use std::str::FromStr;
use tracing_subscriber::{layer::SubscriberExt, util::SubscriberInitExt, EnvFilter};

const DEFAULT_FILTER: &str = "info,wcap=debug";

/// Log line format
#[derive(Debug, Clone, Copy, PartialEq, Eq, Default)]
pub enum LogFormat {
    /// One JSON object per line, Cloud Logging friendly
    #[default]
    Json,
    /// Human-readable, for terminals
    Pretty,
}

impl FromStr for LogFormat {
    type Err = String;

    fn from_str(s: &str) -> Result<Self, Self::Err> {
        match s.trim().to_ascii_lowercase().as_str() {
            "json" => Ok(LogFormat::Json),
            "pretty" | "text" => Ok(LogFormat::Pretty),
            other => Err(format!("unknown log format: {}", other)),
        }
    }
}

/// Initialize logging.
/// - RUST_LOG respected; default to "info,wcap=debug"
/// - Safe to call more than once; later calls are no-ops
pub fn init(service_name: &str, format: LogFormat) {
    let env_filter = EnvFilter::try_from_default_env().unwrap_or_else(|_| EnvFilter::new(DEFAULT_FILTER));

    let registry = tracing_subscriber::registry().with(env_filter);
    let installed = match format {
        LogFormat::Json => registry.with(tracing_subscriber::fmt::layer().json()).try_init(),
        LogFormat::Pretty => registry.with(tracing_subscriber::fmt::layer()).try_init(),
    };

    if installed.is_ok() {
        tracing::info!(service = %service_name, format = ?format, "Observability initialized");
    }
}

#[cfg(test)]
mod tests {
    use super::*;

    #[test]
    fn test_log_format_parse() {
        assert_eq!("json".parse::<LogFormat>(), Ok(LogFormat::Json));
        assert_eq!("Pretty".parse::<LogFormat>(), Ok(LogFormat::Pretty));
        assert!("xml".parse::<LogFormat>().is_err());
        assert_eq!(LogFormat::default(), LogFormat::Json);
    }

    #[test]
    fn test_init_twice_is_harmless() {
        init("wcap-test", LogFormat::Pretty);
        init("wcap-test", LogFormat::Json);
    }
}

--

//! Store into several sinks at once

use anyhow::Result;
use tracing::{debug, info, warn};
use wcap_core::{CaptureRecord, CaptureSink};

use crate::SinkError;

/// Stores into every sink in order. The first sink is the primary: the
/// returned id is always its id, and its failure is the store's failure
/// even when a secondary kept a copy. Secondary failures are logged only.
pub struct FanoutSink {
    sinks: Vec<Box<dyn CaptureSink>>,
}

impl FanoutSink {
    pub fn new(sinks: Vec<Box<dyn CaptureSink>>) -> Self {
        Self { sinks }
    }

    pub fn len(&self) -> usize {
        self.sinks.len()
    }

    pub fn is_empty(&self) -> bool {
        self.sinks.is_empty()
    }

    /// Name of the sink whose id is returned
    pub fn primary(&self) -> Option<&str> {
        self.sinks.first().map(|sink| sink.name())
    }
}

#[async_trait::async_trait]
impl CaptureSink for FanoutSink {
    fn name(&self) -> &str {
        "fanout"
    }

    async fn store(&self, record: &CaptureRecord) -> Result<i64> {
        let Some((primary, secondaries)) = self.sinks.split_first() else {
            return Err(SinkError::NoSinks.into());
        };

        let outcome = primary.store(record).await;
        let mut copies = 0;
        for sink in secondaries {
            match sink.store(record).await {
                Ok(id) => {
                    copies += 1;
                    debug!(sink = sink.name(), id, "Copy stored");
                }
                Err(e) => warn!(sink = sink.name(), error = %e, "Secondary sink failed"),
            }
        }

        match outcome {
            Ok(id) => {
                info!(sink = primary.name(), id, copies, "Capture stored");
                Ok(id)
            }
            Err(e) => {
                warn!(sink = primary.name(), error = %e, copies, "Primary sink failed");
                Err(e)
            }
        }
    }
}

==

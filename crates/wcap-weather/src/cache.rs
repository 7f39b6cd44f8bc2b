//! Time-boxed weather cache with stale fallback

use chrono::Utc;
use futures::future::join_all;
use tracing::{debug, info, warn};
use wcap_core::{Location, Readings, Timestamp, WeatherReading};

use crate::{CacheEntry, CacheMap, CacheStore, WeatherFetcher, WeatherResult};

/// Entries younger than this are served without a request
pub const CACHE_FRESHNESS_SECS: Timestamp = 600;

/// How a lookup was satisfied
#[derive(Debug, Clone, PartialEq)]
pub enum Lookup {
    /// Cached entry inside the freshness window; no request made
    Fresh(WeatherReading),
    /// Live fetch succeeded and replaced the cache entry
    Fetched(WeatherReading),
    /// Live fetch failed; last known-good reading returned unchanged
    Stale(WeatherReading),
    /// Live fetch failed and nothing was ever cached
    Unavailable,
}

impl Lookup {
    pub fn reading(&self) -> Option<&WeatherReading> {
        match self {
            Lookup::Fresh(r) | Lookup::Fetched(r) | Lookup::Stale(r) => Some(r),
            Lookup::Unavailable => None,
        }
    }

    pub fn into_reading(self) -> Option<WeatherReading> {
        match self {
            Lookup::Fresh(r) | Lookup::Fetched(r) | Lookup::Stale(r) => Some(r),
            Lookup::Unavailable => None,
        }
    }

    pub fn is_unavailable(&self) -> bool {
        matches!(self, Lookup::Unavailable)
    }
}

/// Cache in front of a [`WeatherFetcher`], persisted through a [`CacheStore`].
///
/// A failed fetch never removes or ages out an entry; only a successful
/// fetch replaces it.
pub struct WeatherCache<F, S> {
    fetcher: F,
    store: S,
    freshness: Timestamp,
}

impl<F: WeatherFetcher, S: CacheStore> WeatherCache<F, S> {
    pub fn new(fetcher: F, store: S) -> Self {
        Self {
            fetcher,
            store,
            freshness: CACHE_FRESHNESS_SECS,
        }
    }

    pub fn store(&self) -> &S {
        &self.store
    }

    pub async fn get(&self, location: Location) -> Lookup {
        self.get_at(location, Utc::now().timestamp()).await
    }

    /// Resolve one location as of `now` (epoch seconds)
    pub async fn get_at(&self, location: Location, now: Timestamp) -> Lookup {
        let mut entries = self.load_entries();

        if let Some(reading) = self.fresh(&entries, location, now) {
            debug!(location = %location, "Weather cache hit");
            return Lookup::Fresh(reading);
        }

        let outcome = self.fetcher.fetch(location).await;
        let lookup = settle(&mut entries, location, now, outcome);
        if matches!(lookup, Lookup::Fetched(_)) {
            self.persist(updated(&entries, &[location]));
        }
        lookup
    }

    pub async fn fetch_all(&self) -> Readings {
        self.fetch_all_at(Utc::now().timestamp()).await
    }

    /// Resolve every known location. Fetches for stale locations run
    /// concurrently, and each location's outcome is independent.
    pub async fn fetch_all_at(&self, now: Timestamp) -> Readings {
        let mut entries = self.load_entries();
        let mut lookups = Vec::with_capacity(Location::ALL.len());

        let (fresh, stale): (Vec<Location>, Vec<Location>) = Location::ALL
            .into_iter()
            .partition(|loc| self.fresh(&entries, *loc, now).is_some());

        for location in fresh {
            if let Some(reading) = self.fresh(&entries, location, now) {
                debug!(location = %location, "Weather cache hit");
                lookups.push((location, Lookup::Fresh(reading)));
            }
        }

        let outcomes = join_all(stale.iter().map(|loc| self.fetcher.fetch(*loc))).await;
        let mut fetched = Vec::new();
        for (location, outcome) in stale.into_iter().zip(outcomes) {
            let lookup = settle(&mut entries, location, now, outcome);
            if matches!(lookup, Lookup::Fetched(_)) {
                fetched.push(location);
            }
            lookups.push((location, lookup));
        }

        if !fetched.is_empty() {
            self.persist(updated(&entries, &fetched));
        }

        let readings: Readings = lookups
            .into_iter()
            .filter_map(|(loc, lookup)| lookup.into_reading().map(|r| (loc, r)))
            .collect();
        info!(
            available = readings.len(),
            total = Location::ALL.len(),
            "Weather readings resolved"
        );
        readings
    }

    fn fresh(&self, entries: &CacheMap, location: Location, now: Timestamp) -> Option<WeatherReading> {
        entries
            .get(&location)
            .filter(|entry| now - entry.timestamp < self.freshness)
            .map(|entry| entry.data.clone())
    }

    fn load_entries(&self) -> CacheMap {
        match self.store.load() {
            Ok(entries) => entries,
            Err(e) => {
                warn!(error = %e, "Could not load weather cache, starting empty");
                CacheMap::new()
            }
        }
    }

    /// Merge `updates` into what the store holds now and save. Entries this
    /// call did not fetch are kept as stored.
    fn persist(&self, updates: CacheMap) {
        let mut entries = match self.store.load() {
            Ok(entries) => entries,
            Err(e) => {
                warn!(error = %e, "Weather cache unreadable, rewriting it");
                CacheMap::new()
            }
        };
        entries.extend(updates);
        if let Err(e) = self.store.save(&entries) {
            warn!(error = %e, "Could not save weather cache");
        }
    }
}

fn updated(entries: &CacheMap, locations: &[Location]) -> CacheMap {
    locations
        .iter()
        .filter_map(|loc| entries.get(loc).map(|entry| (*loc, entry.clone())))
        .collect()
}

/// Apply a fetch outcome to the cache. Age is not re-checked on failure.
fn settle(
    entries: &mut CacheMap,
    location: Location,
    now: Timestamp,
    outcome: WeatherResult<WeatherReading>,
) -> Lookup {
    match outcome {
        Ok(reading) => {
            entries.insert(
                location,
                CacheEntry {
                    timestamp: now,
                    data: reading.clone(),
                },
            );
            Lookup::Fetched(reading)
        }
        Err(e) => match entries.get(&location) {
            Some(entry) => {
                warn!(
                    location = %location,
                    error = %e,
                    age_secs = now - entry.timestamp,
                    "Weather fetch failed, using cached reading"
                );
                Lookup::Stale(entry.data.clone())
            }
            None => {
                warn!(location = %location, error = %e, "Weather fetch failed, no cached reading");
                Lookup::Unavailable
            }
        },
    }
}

◆ Brief
Check each line of the records above, and copy those that hold the word "SinkError".

◆ Task response
use crate::SinkError;
            return Err(SinkError::NoSinks.into());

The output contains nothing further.